November 9, 2019

The Contemplations of Kathryn V. Jacopi

The Contemplations of Kathryn V. Jacopi
One of Us 
 
A sucker-punch thought, 
we will end. 
The assault turns into a cold sweat 
from the contours of my couch. 
 
One day we might fight over 
the over-due mortgage, 
you promised to pay. 
The dent in the new hallway’s paint,  
I never denied. 
Who keeps the dog  
when we sell the house?  
 
We fought the morning 
a bus crashed into the glass store. 
The highway exit was blocked 
and first responders’ lights spun. 
I read on my phone that no one’s hurt 
and we held hands the drive home. 
What if we’d decided  
to replace the glass in the tv stand 
an hour earlier. 
 
The first time I wrote this 
you sat next to me on the couch.  
TV commentaries must-know insight, 
scores on your phone, 
notes for a fantasy, 
but you won’t remember this morning 
as anything distinguishable 
from the other bubble-gum memories 
wadded in your head.  

                                  **
Find Joy, Tell Her She’s Wrong 
 
I believe 
             I struggle to write 
because of the vacuum 
encaged in my ribs  
is filled by anxiety air 
             thick as pudding 
             pink as pills. 
 
I think 
             I lack subjectivity 
                                  (and objectivity) 
because most days 
I see cracked-gray skies 
rotted dirt 
and branches days away  
                                  from dust. 
 
I’m told 
             it’s a lovely day 
by pink-cheek neighbors 
who see the world 
             as a God-given playground.   
 
They say go 
before my tongue 
             tsks, tsks away 
their golden sun 
artificial turf 
outdoor brick barbeques  
 
and they 
             too 
                            are stricken with 
             the clogged chest vacuums 
             the head-disconnections 
 
without the cold medicine 
and their lives  
             are drained 
                           of color. 
 
I measure 
             how thick the air feels. 
Today I can’t move 
                    beyond the nook 
                                           of my couch. 

                                ** 
Tall Grass in the Livingroom  
 
Aunt Winnie’s oil painting 
hangs over the electric fireplace. 
When I was a child 
it hung over my parents’ hearth. 
I watched it for hours. 
I fished from a rowboat  
with the boys in a cove 
framed in golden wood.   
 
The artist was my grandma’s twin. 
She painted it for their mom 
who passed the brushwork to my mom. 
 
When I was in college 
Grandma gave Mom 
a second painting, 
three boys, fishing poles, a red barn. 
 
When I married  
and settled in my house, 
she gifted me the scenes 
 
Aunt Winnie painted the barn, 
then the cove,  
because they asked for an order.  
  
I believe the boys 
in her work are the boys 
walking past the barn 
with fishing poles 
to the cove 
where the rowboat waits. 
 
I believe but I don’t know. 
I can only see their backs  
by the barn, 
and they’re too far away  
in the boat. 
I can’t see the noses,  
bug bites, untied shoes, or bare feet, 
and I can’t ask the artist.    

***

Kathryn V. Jacopi, an adjunct professor, received her MFA in creative writing from Fairfield University.
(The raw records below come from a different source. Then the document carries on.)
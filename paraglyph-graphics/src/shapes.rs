//! Closed path templates: ellipse and rounded rectangle.

use kurbo::Point;

use crate::types::{Contour, Scalar, Segment};

/// Control-point distance factor for the cubic approximation of a
/// quarter-circle arc.
pub const KAPPA: Scalar = 0.552_284_749_8;

/// Approximate a full ellipse with 4 cubic segments.
///
/// Starts at `(cx + rx, cy)` and proceeds through the bottom, left and top
/// quadrants (clockwise, Y-up). At the 45° sample points the radial error is
/// below 0.03% of the radius.
#[must_use]
pub fn ellipse_path(cx: Scalar, cy: Scalar, rx: Scalar, ry: Scalar) -> Contour {
    let kx = rx * KAPPA;
    let ky = ry * KAPPA;

    Contour::new(
        Point::new(cx + rx, cy),
        vec![
            Segment::CubicTo(
                Point::new(cx + rx, cy - ky),
                Point::new(cx + kx, cy - ry),
                Point::new(cx, cy - ry),
            ),
            Segment::CubicTo(
                Point::new(cx - kx, cy - ry),
                Point::new(cx - rx, cy - ky),
                Point::new(cx - rx, cy),
            ),
            Segment::CubicTo(
                Point::new(cx - rx, cy + ky),
                Point::new(cx - kx, cy + ry),
                Point::new(cx, cy + ry),
            ),
            Segment::CubicTo(
                Point::new(cx + kx, cy + ry),
                Point::new(cx + rx, cy + ky),
                Point::new(cx + rx, cy),
            ),
        ],
    )
}

/// A rectangle with rounded corners.
///
/// The radius is clamped to `min(w, h) / 2`. The path runs clockwise from
/// the top-left corner, with one quadratic segment per corner (or plain
/// line joins when the clamped radius is zero).
#[must_use]
pub fn rounded_rectangle_path(
    x: Scalar,
    y: Scalar,
    w: Scalar,
    h: Scalar,
    corner_radius: Scalar,
) -> Contour {
    let max_r = (w.min(h) / 2.0).max(0.0);
    let r = corner_radius.clamp(0.0, max_r);

    let mut segments = Vec::with_capacity(8);

    // Top edge.
    segments.push(Segment::LineTo(Point::new(x + w - r, y)));
    if r > 0.0 {
        segments.push(Segment::QuadTo(
            Point::new(x + w, y),
            Point::new(x + w, y + r),
        ));
    }
    // Right edge.
    segments.push(Segment::LineTo(Point::new(x + w, y + h - r)));
    if r > 0.0 {
        segments.push(Segment::QuadTo(
            Point::new(x + w, y + h),
            Point::new(x + w - r, y + h),
        ));
    }
    // Bottom edge.
    segments.push(Segment::LineTo(Point::new(x + r, y + h)));
    if r > 0.0 {
        segments.push(Segment::QuadTo(
            Point::new(x, y + h),
            Point::new(x, y + h - r),
        ));
    }
    // Left edge.
    segments.push(Segment::LineTo(Point::new(x, y + r)));
    if r > 0.0 {
        segments.push(Segment::QuadTo(Point::new(x, y), Point::new(x + r, y)));
    }

    Contour::new(Point::new(x + r, y), segments)
}

// ---------------------------------------------------------------------------
// Tests
// ---------------------------------------------------------------------------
Her writings have appeared in Pudding Magazine, Statorec, Fjord, Manzano Mountain Review, and Drunk Monkeys. Kathryn’s poem received first place for the 2016 Hysteria Writing Competition. When she’s not reading, writing, and lesson planning, Kathryn’s either kayaking or enjoying her spouse’s fantastic cooking. This is Kathryn’s first publication in Fictional Café.